BEGIN MATERIAL FOR THIS EXERCISE

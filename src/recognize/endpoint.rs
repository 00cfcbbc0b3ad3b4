//! Energy-based endpoint detection
//!
//! Tracks frame RMS energy across fed audio and reports an endpoint once
//! speech has been followed by a configured span of trailing silence.
//! Re-arms when speech resumes, so each speech burst yields at most one
//! endpoint.

/// Detects end-of-utterance from trailing silence after speech.
pub struct EndpointDetector {
    /// RMS energy above this counts as speech
    threshold: f32,
    /// Silence span that constitutes an endpoint, in frames
    silence_frames_needed: u32,
    sample_rate: u32,
    consecutive_silent: u32,
    heard_speech: bool,
}

/// Analysis frame length in milliseconds
const FRAME_MS: u32 = 20;

impl EndpointDetector {
    /// `sensitivity` is 0.0 (detect whispers) to 1.0 (loud speech only).
    pub fn new(sensitivity: f32, silence_ms: u64, sample_rate: u32) -> Self {
        Self {
            threshold: map_sensitivity_to_energy(sensitivity),
            silence_frames_needed: (silence_ms as u32 / FRAME_MS).max(1),
            sample_rate,
            consecutive_silent: 0,
            heard_speech: false,
        }
    }

    /// Feed samples; returns true once when an endpoint is detected.
    pub fn feed(&mut self, samples: &[f32]) -> bool {
        let frame_size = (self.sample_rate * FRAME_MS / 1000) as usize;
        if frame_size == 0 {
            return false;
        }

        let mut fired = false;
        for frame in samples.chunks(frame_size) {
            let energy = rms(frame);
            if energy >= self.threshold {
                self.heard_speech = true;
                self.consecutive_silent = 0;
            } else if self.heard_speech {
                self.consecutive_silent += 1;
                if self.consecutive_silent >= self.silence_frames_needed {
                    fired = true;
                    // re-arm for the next speech burst
                    self.heard_speech = false;
                    self.consecutive_silent = 0;
                }
            }
        }
        fired
    }

    /// Reset for a new session
    pub fn reset(&mut self) {
        self.consecutive_silent = 0;
        self.heard_speech = false;
    }
}

fn rms(samples: &[f32]) -> f32 {
    if samples.is_empty() {
        return 0.0;
    }
    let sum_squares: f32 = samples.iter().map(|&s| s * s).sum();
    (sum_squares / samples.len() as f32).sqrt()
}

/// Map sensitivity (0.0-1.0) to an RMS energy threshold.
///
/// Exponential: 0.0 -> ~0.001 (whispers), 0.5 -> ~0.01, 1.0 -> ~0.1.
fn map_sensitivity_to_energy(sensitivity: f32) -> f32 {
    let t = sensitivity.clamp(0.0, 1.0);
    0.001 * (100.0_f32).powf(t)
}

#[cfg(test)]
mod tests {
    use super::*;

    const RATE: u32 = 16000;

    fn speech(ms: u32) -> Vec<f32> {
        // loud square-ish signal, RMS well above any threshold
        vec![0.5; (RATE * ms / 1000) as usize]
    }

    fn silence(ms: u32) -> Vec<f32> {
        vec![0.0; (RATE * ms / 1000) as usize]
    }

    #[test]
    fn silence_alone_never_fires() {
        let mut detector = EndpointDetector::new(0.5, 400, RATE);
        assert!(!detector.feed(&silence(2000)));
    }

    #[test]
    fn speech_then_silence_fires_once() {
        let mut detector = EndpointDetector::new(0.5, 400, RATE);
        assert!(!detector.feed(&speech(500)));
        assert!(detector.feed(&silence(600)));
        // already fired, stays quiet until speech resumes
        assert!(!detector.feed(&silence(2000)));
    }

    #[test]
    fn short_pause_does_not_fire() {
        let mut detector = EndpointDetector::new(0.5, 800, RATE);
        assert!(!detector.feed(&speech(300)));
        assert!(!detector.feed(&silence(200)));
        assert!(!detector.feed(&speech(300)));
    }

    #[test]
    fn rearms_after_new_speech() {
        let mut detector = EndpointDetector::new(0.5, 400, RATE);
        detector.feed(&speech(300));
        assert!(detector.feed(&silence(600)));
        detector.feed(&speech(300));
        assert!(detector.feed(&silence(600)));
    }

    #[test]
    fn reset_clears_state() {
        let mut detector = EndpointDetector::new(0.5, 400, RATE);
        detector.feed(&speech(300));
        detector.reset();
        assert!(!detector.feed(&silence(1000)));
    }

    #[test]
    fn sensitivity_mapping_is_monotonic() {
        assert!(map_sensitivity_to_energy(0.0) < map_sensitivity_to_energy(0.5));
        assert!(map_sensitivity_to_energy(0.5) < map_sensitivity_to_energy(1.0));
    }
}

END MATERIAL FOR THIS EXERCISE

→ TASK DESCRIPTION
Determine how many lines in the listing hold the word "samples". Give only that figure.

→ WRITTEN ANSWER
7